Targeting viral-mediated transduction to the lung airway epithelium with the anti-inflammatory cationic lipid dexamethasone-spermine.

We formulated adenovirus (AdV) vectors with cationic steroid liposomes containing dexamethasone-spermine (DS)/dioleoylphosphatidylethanolamine (DOPE) in an effort to overcome the lack of apically expressed AdV vector receptors on airway epithelial cells and to reduce the inflammation associated with AdV vector exposure. An AdV vector (1 to 2.5 x 10(11) genome copies) expressing human placental alkaline phosphatase or beta-galactosidase (LacZ) was delivered alone or complexed with DS/DOPE, DC-Chol/DOPE, or dexamethasone to C57Bl/6 mice via intranasal instillation. Formulation of the AdV vector with DS/DOPE and DC-Chol/DOPE resulted in transgene expression targeted only to the airway epithelial cells with minimal expression in alveolar cells, while AdV alone caused high alveolar transduction. The DS/DOPE and dexamethasone formulations greatly reduced cellular infiltrates compared to AdV vector alone, while formulation with DC-Chol/DOPE did not.

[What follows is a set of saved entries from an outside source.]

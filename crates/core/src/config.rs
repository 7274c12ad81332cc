use std::fs;
use std::path::Path;

use serde::{Deserialize, Serialize};

use crate::error::SurfingError;
use crate::selection::{DistanceMetric, Radius};

/// Where along the inner→outer segment of each node to sample the volume:
/// `steps` fractions evenly spaced over `[start, stop]`, 0 being the inner
/// surface and 1 the outer.
#[derive(Debug, Clone, Copy, PartialEq, Serialize, Deserialize)]
#[serde(default)]
pub struct SamplingParams {
    pub steps: usize,
    pub start: f64,
    pub stop: f64,
}

impl Default for SamplingParams {
    fn default() -> Self {
        Self {
            steps: 10,
            start: 0.0,
            stop: 1.0,
        }
    }
}

impl SamplingParams {
    pub fn new(steps: usize, start: f64, stop: f64) -> Self {
        Self { steps, start, stop }
    }

    /// Sampled fractions in ascending order. A single step samples the
    /// midpoint of the range.
    pub fn fractions(&self) -> Vec<f64> {
        match self.steps {
            0 => Vec::new(),
            1 => vec![(self.start + self.stop) / 2.0],
            n => {
                let span = self.stop - self.start;
                let last = (n - 1) as f64;
                (0..n)
                    .map(|i| self.start + span * i as f64 / last)
                    .collect()
            }
        }
    }

    pub fn validate(&self) -> Result<(), SurfingError> {
        if self.steps == 0 {
            return Err(SurfingError::Config("sampling needs at least one step".into()));
        }
        if !self.start.is_finite() || !self.stop.is_finite() {
            return Err(SurfingError::Config(format!(
                "sampling range [{}, {}] is not finite",
                self.start, self.stop
            )));
        }
        if self.start > self.stop {
            return Err(SurfingError::Config(format!(
                "sampling start {} exceeds stop {}",
                self.start, self.stop
            )));
        }
        Ok(())
    }
}

#[derive(Debug, Clone, PartialEq, Serialize, Deserialize)]
#[serde(default)]
pub struct SelectionConfig {
    pub radius: Radius,
    pub metric: DistanceMetric,
    pub sampling: SamplingParams,
    /// Centre nodes; all nodes when absent.
    pub centers: Option<Vec<usize>>,
}

impl Default for SelectionConfig {
    fn default() -> Self {
        Self {
            radius: Radius::Distance(10.0),
            metric: DistanceMetric::Dijkstra,
            sampling: SamplingParams::default(),
            centers: None,
        }
    }
}

impl SelectionConfig {
    pub fn from_json_str(text: &str) -> Result<Self, SurfingError> {
        let config: Self = serde_json::from_str(text)?;
        config.validate()?;
        Ok(config)
    }

    pub fn load(path: impl AsRef<Path>) -> Result<Self, SurfingError> {
        Self::from_json_str(&fs::read_to_string(path)?)
    }

    pub fn validate(&self) -> Result<(), SurfingError> {
        self.sampling.validate()?;
        match self.radius {
            Radius::Distance(r) if !r.is_finite() => Err(SurfingError::Config(format!(
                "radius {r} is not finite"
            ))),
            Radius::VoxelCount(0) => Err(SurfingError::Config(
                "voxel count radius must be positive".into(),
            )),
            _ => Ok(()),
        }
    }
}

IFN-gamma was significantly elevated at day 7 in mice receiving only the AdV vector compared to the AdV vector formulated with DS/DOPE, DC-Chol/DOPE, or dexamethasone. Lipid formulation of adeno-associated virus vector expressing LacZ also produced airway epithelial targeting, similar to the AdV vector. Viral vectors can be formulated with DS/DOPE to improve targeting to the airway epithelium in vivo and to attenuate vector-induced inflammation through the pharmacological activity of DS.